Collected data

____

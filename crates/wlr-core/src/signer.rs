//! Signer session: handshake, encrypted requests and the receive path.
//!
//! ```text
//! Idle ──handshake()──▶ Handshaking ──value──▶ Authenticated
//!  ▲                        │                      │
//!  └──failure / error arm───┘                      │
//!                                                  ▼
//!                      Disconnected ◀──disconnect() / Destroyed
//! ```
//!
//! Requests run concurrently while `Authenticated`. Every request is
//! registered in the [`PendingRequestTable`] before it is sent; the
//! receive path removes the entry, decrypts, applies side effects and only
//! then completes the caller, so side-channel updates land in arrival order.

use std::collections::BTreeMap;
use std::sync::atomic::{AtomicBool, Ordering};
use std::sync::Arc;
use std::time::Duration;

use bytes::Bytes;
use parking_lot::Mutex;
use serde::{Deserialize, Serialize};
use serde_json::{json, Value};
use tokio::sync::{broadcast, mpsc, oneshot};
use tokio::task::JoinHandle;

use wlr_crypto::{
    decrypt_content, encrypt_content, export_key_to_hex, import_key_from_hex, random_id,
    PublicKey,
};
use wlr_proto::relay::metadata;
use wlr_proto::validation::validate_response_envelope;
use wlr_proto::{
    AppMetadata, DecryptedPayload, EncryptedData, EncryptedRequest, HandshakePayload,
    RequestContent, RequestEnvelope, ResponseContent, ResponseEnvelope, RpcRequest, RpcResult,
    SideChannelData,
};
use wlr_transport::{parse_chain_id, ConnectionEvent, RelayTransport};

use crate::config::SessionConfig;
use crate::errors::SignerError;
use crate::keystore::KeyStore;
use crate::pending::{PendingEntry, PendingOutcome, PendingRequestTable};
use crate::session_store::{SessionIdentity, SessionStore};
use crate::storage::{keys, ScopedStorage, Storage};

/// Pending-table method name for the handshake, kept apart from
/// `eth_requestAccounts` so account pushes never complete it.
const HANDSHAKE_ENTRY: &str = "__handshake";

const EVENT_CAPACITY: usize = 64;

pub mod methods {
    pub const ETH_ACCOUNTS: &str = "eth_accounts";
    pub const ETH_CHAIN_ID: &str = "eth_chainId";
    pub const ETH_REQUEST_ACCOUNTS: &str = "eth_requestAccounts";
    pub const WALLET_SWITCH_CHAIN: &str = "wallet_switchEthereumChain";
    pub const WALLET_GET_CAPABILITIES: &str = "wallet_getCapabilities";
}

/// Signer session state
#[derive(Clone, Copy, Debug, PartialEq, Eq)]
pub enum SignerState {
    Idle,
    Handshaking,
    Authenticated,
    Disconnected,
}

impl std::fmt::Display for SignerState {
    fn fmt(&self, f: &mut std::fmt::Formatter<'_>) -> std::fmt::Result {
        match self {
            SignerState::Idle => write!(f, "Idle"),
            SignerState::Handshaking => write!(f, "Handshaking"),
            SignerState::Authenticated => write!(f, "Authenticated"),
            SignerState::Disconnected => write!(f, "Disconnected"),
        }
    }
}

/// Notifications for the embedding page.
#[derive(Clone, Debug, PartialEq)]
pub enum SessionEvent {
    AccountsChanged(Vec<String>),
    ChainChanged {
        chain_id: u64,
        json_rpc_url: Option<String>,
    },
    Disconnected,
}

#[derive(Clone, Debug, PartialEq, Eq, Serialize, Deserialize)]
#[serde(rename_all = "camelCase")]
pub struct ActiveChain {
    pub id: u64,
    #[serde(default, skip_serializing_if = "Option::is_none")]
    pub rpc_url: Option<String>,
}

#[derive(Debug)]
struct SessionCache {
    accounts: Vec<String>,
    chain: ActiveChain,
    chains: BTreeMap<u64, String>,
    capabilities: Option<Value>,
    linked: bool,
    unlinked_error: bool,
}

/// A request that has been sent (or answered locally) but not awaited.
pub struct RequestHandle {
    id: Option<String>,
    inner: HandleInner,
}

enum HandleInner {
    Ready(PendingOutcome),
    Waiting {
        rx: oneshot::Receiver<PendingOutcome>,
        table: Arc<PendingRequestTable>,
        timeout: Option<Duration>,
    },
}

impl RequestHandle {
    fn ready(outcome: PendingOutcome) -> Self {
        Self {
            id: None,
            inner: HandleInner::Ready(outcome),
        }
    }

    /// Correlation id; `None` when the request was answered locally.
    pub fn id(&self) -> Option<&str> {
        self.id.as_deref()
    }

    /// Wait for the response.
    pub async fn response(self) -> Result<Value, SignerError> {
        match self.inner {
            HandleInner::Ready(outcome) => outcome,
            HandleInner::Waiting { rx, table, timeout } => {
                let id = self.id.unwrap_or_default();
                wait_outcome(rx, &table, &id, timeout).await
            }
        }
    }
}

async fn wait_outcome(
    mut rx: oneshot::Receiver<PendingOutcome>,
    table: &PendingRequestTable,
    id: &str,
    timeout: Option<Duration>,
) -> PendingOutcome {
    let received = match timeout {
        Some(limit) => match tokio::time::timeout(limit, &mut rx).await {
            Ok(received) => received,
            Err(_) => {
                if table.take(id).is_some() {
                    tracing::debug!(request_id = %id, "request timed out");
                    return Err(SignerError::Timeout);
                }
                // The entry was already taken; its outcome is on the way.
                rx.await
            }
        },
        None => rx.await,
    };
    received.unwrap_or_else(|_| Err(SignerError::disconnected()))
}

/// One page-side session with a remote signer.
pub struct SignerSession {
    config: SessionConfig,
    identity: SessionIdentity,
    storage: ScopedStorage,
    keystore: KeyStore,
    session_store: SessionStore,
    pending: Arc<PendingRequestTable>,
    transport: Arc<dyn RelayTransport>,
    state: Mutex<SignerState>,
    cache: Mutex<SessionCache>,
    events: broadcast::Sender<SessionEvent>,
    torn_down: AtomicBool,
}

____

Task to complete >> In the entries above, which lines hold the string "Idle"? Report all of them.

Answer for the task >>
//! Idle ──handshake()──▶ Handshaking ──value──▶ Authenticated
    Idle,
            SignerState::Idle => write!(f, "Idle"),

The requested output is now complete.